**REQUIRED ACTION:** In the data below, give the number of lines that contain the word "commit". Nothing else is needed.
RECORDS PROVIDED START
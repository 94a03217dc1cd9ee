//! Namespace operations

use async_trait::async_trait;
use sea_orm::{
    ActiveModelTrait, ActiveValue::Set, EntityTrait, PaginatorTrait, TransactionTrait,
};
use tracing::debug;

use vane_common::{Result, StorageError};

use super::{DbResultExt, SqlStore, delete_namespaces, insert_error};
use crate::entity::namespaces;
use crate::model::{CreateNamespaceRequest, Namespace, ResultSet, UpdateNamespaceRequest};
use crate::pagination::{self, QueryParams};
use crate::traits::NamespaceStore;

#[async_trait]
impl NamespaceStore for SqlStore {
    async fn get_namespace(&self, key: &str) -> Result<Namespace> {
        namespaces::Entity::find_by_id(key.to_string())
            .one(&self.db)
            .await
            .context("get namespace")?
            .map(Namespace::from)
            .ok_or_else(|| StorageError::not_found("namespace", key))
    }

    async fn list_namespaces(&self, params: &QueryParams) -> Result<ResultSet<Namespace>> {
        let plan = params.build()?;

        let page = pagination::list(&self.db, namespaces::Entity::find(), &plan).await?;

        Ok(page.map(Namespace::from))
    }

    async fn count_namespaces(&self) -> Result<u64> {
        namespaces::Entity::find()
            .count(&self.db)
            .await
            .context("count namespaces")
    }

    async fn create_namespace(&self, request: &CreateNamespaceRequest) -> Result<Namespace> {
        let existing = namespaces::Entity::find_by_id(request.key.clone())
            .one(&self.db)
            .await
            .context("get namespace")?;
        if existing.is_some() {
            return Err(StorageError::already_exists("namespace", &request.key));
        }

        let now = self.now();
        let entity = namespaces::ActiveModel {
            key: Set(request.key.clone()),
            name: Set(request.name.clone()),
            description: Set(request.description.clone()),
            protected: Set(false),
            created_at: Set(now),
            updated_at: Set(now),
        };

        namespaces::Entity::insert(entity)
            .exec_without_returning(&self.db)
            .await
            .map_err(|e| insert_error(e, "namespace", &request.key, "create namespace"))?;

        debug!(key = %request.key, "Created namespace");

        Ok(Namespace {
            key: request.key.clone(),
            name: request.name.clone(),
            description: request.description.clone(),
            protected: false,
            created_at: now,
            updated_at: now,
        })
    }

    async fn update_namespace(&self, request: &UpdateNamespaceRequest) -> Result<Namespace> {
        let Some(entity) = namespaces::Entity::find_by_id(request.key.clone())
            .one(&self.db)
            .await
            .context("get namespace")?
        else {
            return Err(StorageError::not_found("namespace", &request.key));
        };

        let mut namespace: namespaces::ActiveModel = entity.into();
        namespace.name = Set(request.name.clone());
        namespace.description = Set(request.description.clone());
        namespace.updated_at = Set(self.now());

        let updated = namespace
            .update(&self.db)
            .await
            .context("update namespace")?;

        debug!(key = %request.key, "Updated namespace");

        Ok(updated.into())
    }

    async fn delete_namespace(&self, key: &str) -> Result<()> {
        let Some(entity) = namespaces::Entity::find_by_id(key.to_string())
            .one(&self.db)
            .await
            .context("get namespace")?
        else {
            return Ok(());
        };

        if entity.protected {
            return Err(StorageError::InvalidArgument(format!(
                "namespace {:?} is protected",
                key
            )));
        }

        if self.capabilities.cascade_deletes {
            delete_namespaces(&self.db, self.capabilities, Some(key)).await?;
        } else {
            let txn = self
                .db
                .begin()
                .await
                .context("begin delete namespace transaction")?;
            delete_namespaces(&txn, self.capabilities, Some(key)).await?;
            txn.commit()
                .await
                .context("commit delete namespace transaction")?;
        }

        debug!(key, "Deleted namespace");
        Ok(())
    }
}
RECORDS PROVIDED END
RECORDS PROVIDED START
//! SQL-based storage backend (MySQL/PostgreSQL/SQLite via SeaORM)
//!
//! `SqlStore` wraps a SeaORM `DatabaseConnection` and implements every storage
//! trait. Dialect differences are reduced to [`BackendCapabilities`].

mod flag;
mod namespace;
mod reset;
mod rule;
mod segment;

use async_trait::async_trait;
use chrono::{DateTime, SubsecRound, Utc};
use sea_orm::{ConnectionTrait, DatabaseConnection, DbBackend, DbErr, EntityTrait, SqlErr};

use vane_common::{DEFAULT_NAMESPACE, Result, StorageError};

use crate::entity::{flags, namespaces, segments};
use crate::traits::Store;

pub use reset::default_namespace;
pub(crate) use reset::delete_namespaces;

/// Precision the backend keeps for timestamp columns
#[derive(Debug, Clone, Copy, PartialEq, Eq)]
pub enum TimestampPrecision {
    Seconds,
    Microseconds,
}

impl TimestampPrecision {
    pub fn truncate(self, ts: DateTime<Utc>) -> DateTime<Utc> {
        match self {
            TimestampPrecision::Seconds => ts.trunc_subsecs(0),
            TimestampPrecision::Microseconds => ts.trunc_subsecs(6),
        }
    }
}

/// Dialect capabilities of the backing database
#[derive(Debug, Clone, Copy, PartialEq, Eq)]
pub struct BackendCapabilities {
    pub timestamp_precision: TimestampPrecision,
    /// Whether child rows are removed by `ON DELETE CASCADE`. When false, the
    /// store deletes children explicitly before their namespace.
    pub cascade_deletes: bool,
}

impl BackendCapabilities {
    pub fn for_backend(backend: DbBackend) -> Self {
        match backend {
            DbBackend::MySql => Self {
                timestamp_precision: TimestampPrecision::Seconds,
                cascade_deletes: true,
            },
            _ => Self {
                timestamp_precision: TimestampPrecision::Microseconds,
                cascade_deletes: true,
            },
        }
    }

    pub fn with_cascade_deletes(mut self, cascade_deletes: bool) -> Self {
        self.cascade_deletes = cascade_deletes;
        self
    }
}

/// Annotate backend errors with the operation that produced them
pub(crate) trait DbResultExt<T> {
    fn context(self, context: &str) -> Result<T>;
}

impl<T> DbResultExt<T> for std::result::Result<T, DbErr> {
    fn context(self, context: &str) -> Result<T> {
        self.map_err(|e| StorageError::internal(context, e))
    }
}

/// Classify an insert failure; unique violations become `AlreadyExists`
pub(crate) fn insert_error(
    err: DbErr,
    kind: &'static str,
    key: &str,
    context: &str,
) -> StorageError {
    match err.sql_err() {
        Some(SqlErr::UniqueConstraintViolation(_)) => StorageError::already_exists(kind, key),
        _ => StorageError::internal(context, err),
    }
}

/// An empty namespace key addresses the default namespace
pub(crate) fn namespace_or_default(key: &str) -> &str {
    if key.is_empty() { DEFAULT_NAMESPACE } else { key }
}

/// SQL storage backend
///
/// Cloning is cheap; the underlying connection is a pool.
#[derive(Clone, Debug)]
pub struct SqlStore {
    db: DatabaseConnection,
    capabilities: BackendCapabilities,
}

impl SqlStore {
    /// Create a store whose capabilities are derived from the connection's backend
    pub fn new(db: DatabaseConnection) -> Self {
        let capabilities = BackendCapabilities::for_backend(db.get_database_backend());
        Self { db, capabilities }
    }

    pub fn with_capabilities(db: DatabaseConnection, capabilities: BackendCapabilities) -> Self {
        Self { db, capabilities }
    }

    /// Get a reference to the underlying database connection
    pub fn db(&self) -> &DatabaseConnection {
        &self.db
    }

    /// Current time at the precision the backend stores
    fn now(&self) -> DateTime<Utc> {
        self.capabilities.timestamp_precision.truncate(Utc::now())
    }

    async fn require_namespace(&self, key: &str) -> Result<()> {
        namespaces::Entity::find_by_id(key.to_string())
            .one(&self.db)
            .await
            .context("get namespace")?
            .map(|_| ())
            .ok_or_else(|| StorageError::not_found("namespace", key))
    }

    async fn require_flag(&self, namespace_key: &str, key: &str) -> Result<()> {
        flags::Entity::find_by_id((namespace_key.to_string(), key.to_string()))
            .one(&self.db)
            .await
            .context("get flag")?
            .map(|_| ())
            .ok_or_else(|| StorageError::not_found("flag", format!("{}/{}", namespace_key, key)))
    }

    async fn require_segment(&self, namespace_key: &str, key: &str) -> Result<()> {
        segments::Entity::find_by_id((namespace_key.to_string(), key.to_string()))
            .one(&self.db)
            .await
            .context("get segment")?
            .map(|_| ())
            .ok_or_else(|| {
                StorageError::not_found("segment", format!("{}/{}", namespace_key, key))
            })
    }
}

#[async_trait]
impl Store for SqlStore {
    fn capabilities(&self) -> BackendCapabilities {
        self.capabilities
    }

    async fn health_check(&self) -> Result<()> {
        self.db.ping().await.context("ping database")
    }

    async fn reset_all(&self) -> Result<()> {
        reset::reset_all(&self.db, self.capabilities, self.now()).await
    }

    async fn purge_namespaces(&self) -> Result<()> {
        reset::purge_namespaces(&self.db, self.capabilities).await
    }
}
RECORDS PROVIDED END
**SOLUTION FOR THIS TASK:** 2